I suppose, maybe, the WSJ editorial page views on topics other than taxes are closer to reality than their views on taxes, but every time I look it doesn't seem so. Thus, I tell people I don't (regularly) read it because I don't read fiction.

"It is either a fluke, the start of a new trend, or an early warning symptom that the climate is growing unstable and is transitioning to a new, higher energy state with the potential to create unprecedented weather and climate events."

So there are three possibilities, and the only one where we're not totally screwed if we do nothing is the low-probability one, ie, a fluke. So of course we'll do nothing.

the low-probability one

This "low-probability one"; you have a number that goes with it? And a cite that goes with the number?

42.

No.

"This "low-probability one"; you have a number that goes with it? And a cite that goes with the number?"

There are high probability flukes?

Since this tornado season is a new record, I feel confident that the probability is much less than 1%. Assuming a uniform distribution over the last 100 years.

Well, yes there are high probability flukes.
That would be for example a system with certain conditions where small deviations lead to highly different outcomes while under most conditions the system is stable (insensitive to input). Operating near those critical points will produce flukes (=deviations from the normal) with high probability. I had to deal occasionally with analytical* problems where the system itself was stable (predictable) but the measuring device would produce one fluke after the other at a certain point. I knew what the device should show but it almost never did.

*chemical analytics. But I had a similar effect with some purely mathematical 'solvers' too.

http://www.thedailybeast.com/blogs-and-stories/2011-05-29/global-climate-change-freak-storms-are-the-new-normal/2/

That article is a hoot, Count. Someone evidently thinks that Chicago is going to become as warm as Baton Rouge (!) and is abandoning white oak (which will grow as far South as Baton Rouge) for the extraordinarily annoying sweetgum.

I'm guessing that someone stands to make a lot of money from this, knowing Chicago politics.

Hey, who am I and the Chicago Cubs to worry, when the Navy and Swiss Re are on the job?

Plus, I love the smell of those emissions.

In other news, four dead in MA.

Yes, it's not the first time. Nonetheless, it's notable.

How bad does it have to get before "notable" becomes "maybe we should get off of our @sses and do something"?

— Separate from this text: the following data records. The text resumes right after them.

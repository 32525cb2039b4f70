//! Client Library
//!
//! An async client for the cache server's binary protocol. One client owns
//! one TCP connection; taking `&mut self` on every operation guarantees a
//! request and its response never interleave with another call's frames on
//! the same socket.
//!
//! Size limits are enforced before anything touches the wire, so an invalid
//! key or value costs a local error, not a killed connection.
//!
//! ## Fatal Errors
//!
//! A malformed response header, an unexpected response tag, or any read or
//! write failure means the connection can no longer be trusted to be
//! frame-aligned. The client then drops the socket; later calls return
//! [`ClientError::Closed`] and the caller should reconnect. A well-formed
//! ERROR response from the server is not fatal: it surfaces as
//! [`ClientError::Server`] and the connection stays usable.
//!
//! ## Example
//!
//! ```ignore
//! use voltkv::client::Client;
//!
//! let mut client = Client::connect("127.0.0.1:6380").await?;
//! client.set(b"name", b"volt").await?;
//! assert_eq!(client.get(b"name").await?.as_deref(), Some(&b"volt"[..]));
//! client.delete(b"name").await?;
//! assert_eq!(client.get(b"name").await?, None);
//! ```

use crate::protocol::{
    command_tag, response_tag, MAX_KEY_SIZE, MAX_VALUE_SIZE, RESPONSE_HEADER_LEN,
};
use bytes::Bytes;
use std::io;
use thiserror::Error;
use tokio::io::{AsyncReadExt, AsyncWriteExt, BufReader, BufWriter};
use tokio::net::tcp::{OwnedReadHalf, OwnedWriteHalf};
use tokio::net::{TcpStream, ToSocketAddrs};

/// Errors returned by [`Client`] operations.
#[derive(Debug, Error)]
pub enum ClientError {
    /// The key is empty or longer than the protocol maximum.
    #[error("invalid key length: {0}")]
    InvalidKeyLength(usize),

    /// The value is longer than the protocol maximum.
    #[error("invalid value length: {0}")]
    InvalidValueLength(usize),

    /// The server answered with an ERROR frame; the connection stays open.
    #[error("server error: {0}")]
    Server(String),

    /// The server broke the wire contract; the connection was dropped.
    #[error("protocol error: {0}")]
    Protocol(String),

    /// The connection was already torn down by an earlier fatal error.
    #[error("client is closed")]
    Closed,

    /// Transport failure; the connection was dropped.
    #[error("i/o error: {0}")]
    Io(#[from] io::Error),
}

struct Conn {
    reader: BufReader<OwnedReadHalf>,
    writer: BufWriter<OwnedWriteHalf>,
    // Reused for every outgoing frame.
    frame: Vec<u8>,
}

/// An async client bound to a single server connection.
pub struct Client {
    conn: Option<Conn>,
}

impl Client {
    /// Dials the server and prepares a connection with `TCP_NODELAY` set.
    pub async fn connect<A: ToSocketAddrs>(addr: A) -> Result<Client, ClientError> {
        let stream = TcpStream::connect(addr).await?;
        stream.set_nodelay(true)?;
        let (read_half, write_half) = stream.into_split();
        Ok(Client {
            conn: Some(Conn {
                reader: BufReader::new(read_half),
                writer: BufWriter::new(write_half),
                frame: Vec::with_capacity(1024),
            }),
        })
    }

    /// True once a fatal error has torn the connection down.
    pub fn is_closed(&self) -> bool {
        self.conn.is_none()
    }

    /// Stores `value` under `key`.
    pub async fn set(&mut self, key: &[u8], value: &[u8]) -> Result<(), ClientError> {
        validate_key(key)?;
        if value.len() > MAX_VALUE_SIZE {
            return Err(ClientError::InvalidValueLength(value.len()));
        }

        let (tag, payload) = self.round_trip(command_tag::SET, key, value).await?;
        match tag {
            response_tag::OK => Ok(()),
            response_tag::ERROR => Err(server_error(&payload)),
            other => Err(self.fatal_tag("SET", other)),
        }
    }

    /// Retrieves the value stored under `key`; `None` means not found.
    pub async fn get(&mut self, key: &[u8]) -> Result<Option<Bytes>, ClientError> {
        validate_key(key)?;

        let (tag, payload) = self.round_trip(command_tag::GET, key, &[]).await?;
        match tag {
            response_tag::VALUE => Ok(Some(payload)),
            response_tag::NOT_FOUND => Ok(None),
            response_tag::ERROR => Err(server_error(&payload)),
            other => Err(self.fatal_tag("GET", other)),
        }
    }

    /// Removes `key`. Deleting an absent key succeeds.
    pub async fn delete(&mut self, key: &[u8]) -> Result<(), ClientError> {
        validate_key(key)?;

        let (tag, payload) = self.round_trip(command_tag::DEL, key, &[]).await?;
        match tag {
            response_tag::OK => Ok(()),
            response_tag::ERROR => Err(server_error(&payload)),
            other => Err(self.fatal_tag("DEL", other)),
        }
    }

    /// Sends one command frame and reads the matching response.
    /// Any transport or framing failure poisons the connection.
    async fn round_trip(
        &mut self,
        tag: u8,
        key: &[u8],
        value: &[u8],
    ) -> Result<(u8, Bytes), ClientError> {
        let conn = self.conn.as_mut().ok_or(ClientError::Closed)?;
        match Self::exchange(conn, tag, key, value).await {
            Ok(response) => Ok(response),
            Err(err) => {
                self.conn = None;
                Err(err)
            }
        }
    }

    async fn exchange(
        conn: &mut Conn,
        tag: u8,
        key: &[u8],
        value: &[u8],
    ) -> Result<(u8, Bytes), ClientError> {
        conn.frame.clear();
        conn.frame.push(tag);
        conn.frame.extend_from_slice(&(key.len() as u32).to_be_bytes());
        conn.frame.extend_from_slice(&(value.len() as u32).to_be_bytes());
        conn.frame.extend_from_slice(key);
        conn.frame.extend_from_slice(value);
        conn.writer.write_all(&conn.frame).await?;
        conn.writer.flush().await?;

        let mut header = [0u8; RESPONSE_HEADER_LEN];
        conn.reader.read_exact(&mut header).await?;
        let resp_tag = header[0];
        let len = u32::from_be_bytes([header[1], header[2], header[3], header[4]]) as usize;

        if (resp_tag == response_tag::OK || resp_tag == response_tag::NOT_FOUND) && len != 0 {
            return Err(ClientError::Protocol(format!(
                "unexpected payload of {} bytes for response tag {}",
                len, resp_tag
            )));
        }
        if len > MAX_VALUE_SIZE {
            return Err(ClientError::Protocol(format!(
                "response payload length {} exceeds maximum",
                len
            )));
        }

        let mut payload = vec![0u8; len];
        if len > 0 {
            conn.reader.read_exact(&mut payload).await?;
        }
        Ok((resp_tag, Bytes::from(payload)))
    }

    /// Tears down the connection after a response tag that makes no sense
    /// for the request that was sent.
    fn fatal_tag(&mut self, op: &str, tag: u8) -> ClientError {
        self.conn = None;
        ClientError::Protocol(format!("unexpected response tag {} for {}", tag, op))
    }
}

fn validate_key(key: &[u8]) -> Result<(), ClientError> {
    if key.is_empty() || key.len() > MAX_KEY_SIZE {
        return Err(ClientError::InvalidKeyLength(key.len()));
    }
    Ok(())
}

fn server_error(payload: &[u8]) -> ClientError {
    ClientError::Server(String::from_utf8_lossy(payload).into_owned())
}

I'd really like to know the answer to that.

I just assumed it was God telling Massachusetts that the way it does medical coverage needed to be rethought.

How bad does it have to get before "notable" becomes "maybe we should get off of our @sses and do something"?

The Obama administration is currently in charge of manipulating the weather, like Karl Rove did during Katrina. They actually blew up levees this year. It is Obama's call, and if you want to do something about it, have at it. To his credit, he kept hurricanes to a minimum last year

I just assumed it was God telling Massachusetts that the way it does medical coverage needed to be rethought.

That wasn't God, it was Mitt Romney.

Imagineif the earth didnt tilt on its axis, say, there were not any seasons. Wouldn't that make life more pleasant, and weather more predictable? Bad for polar bears and penguins, certainly. I'm not saying that the northern hemisphere has too much land or that the millions of chinamen has made the earth flop over. But is there really anything that people could do if the earth almost imperceptibly was wobbling, and got hotter and colder. Move to Rio? When the Earth wobbles, if there is a wobble, how could we, or my mayor, or governer, or the UN Panel on Earth Wobbling go about correcting the situation?

A certain Frenchman had some ideas about that. The military industrial complex would love it.

Dave, I'm sorry to say that I have no idea what your point is.

Perhaps you'd like to take another swing at it?